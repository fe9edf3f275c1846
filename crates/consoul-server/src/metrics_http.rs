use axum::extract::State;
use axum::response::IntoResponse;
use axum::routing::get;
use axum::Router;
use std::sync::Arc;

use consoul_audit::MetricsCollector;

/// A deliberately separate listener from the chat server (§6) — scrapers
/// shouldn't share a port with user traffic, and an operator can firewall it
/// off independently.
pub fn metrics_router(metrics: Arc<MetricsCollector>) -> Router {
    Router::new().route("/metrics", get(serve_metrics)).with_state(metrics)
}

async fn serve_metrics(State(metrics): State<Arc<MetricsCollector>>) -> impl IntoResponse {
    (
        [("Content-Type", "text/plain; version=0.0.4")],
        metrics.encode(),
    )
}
────────────────
Task requirements
Please copy the line that contains "filename crates/consoul-server/src/metrics_http.rs" and each line after it through the end of the records, exactly, and no other lines.

Solution
filename crates/consoul-server/src/metrics_http.rs
use axum::extract::State;
use axum::response::IntoResponse;
use axum::routing::get;
use axum::Router;
use std::sync::Arc;

use consoul_audit::MetricsCollector;

/// A deliberately separate listener from the chat server (§6) — scrapers
/// shouldn't share a port with user traffic, and an operator can firewall it
/// off independently.
pub fn metrics_router(metrics: Arc<MetricsCollector>) -> Router {
    Router::new().route("/metrics", get(serve_metrics)).with_state(metrics)
}

async fn serve_metrics(State(metrics): State<Arc<MetricsCollector>>) -> impl IntoResponse {
    (
        [("Content-Type", "text/plain; version=0.0.4")],
        metrics.encode(),
    )
}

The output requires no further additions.